### Prompt
If a line in the records below contains the word "assets", copy it.

─── Input records

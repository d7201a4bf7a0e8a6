//! Icon kinds, raw icon data, and the opaque icon handle.
//!
//! [`IconData`] describes raw image bytes compiled into the binary (or
//! otherwise static for the life of the program) from which the registry
//! materializes an [`Icon`]. `Icon` itself has no public constructor: handles
//! are only obtainable from a registry, which retains ownership of the
//! underlying resource.
//!
//! # Example
//!
//! ```ignore
//! use mapedit_icons::{IconData, IconKind};
//!
//! const TREE_ICON: IconData = IconData::new(
//!     include_bytes!("../assets/poi_tree.png"),
//!     "poi_tree",
//! );
//! ```

use std::fmt;

/// Identifier for an icon resource within the registry's domain.
///
/// These are the POI marker icons the editor ships with.
#[derive(Debug, Clone, Copy, PartialEq, Eq, Hash)]
pub enum IconKind {
    /// Tree marker
    Tree,
    /// Hotel marker
    Hotel,
    /// Flag marker
    Flag,
    /// Pin marker
    Pin,
    /// Nature reserve marker
    Nature,
}

impl IconKind {
    /// Get the icon name as used for asset files and logging.
    pub fn as_str(self) -> &'static str {
        match self {
            IconKind::Tree => "tree",
            IconKind::Hotel => "hotel",
            IconKind::Flag => "flag",
            IconKind::Pin => "pin",
            IconKind::Nature => "nature",
        }
    }

    /// Get all icon kinds the registry must cover.
    pub fn all() -> &'static [IconKind] {
        &[
            IconKind::Tree,
            IconKind::Hotel,
            IconKind::Flag,
            IconKind::Pin,
            IconKind::Nature,
        ]
    }
}

impl fmt::Display for IconKind {
    fn fmt(&self, f: &mut fmt::Formatter<'_>) -> fmt::Result {
        f.write_str(self.as_str())
    }
}

/// Raw icon bytes that the registry materializes an [`Icon`] from.
///
/// This is a const function-friendly descriptor, so icon assets can be
/// declared as constants with `include_bytes!`.
#[derive(Debug, Clone, Copy)]
pub struct IconData {
    /// Raw image bytes
    data: &'static [u8],
    /// Icon name for debugging/identification
    name: &'static str,
}

impl IconData {
    /// Create a new icon data descriptor.
    pub const fn new(data: &'static [u8], name: &'static str) -> Self {
        Self { data, name }
    }

    /// Get the raw image data.
    pub const fn data(&self) -> &'static [u8] {
        self.data
    }

    /// Get the icon name.
    pub const fn name(&self) -> &'static str {
        self.name
    }

    /// Get the size of the raw data in bytes.
    pub const fn size(&self) -> usize {
        self.data.len()
    }
}

/// Opaque handle to a loaded icon resource.
///
/// Handles are created and owned by the registry; consumers only ever hold
/// borrowed references and never free the underlying resource. Two handles
/// compare equal exactly when they refer to the same registry resource.
#[derive(Debug, PartialEq, Eq)]
pub struct Icon {
    kind: IconKind,
    name: &'static str,
    data: &'static [u8],
}

impl Icon {
    /// Materialize a handle from raw data. Registry-internal.
    pub(crate) fn materialize(kind: IconKind, data: IconData) -> Self {
        Self {
            kind,
            name: data.name(),
            data: data.data(),
        }
    }

    /// Get the kind this icon represents.
    pub fn kind(&self) -> IconKind {
        self.kind
    }

    /// Get the icon name.
    pub fn name(&self) -> &'static str {
        self.name
    }

    /// Get the loaded image bytes.
    pub fn data(&self) -> &[u8] {
        self.data
    }
}

#[cfg(test)]
mod tests {
    use super::*;

    #[test]
    fn test_icon_data_const() {
        const TEST_DATA: &[u8] = &[0x89, 0x50, 0x4E, 0x47];
        const TEST_ICON: IconData = IconData::new(TEST_DATA, "test");

        assert_eq!(TEST_ICON.name(), "test");
        assert_eq!(TEST_ICON.size(), 4);
    }

    #[test]
    fn test_kind_names_cover_all() {
        for kind in IconKind::all() {
            assert!(!kind.as_str().is_empty());
        }
        assert_eq!(IconKind::all().len(), 5);
    }

    #[test]
    fn test_icon_equality_tracks_resource() {
        let data = IconData::new(&[1, 2, 3], "a");
        let icon1 = Icon::materialize(IconKind::Tree, data);
        let icon2 = Icon::materialize(IconKind::Tree, data);
        let other = Icon::materialize(IconKind::Pin, IconData::new(&[4], "b"));

        assert_eq!(icon1, icon2);
        assert_ne!(icon1, other);
    }
}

──────

### Solution to this exercise
//!     include_bytes!("../assets/poi_tree.png"),
/// This is a const function-friendly descriptor, so icon assets can be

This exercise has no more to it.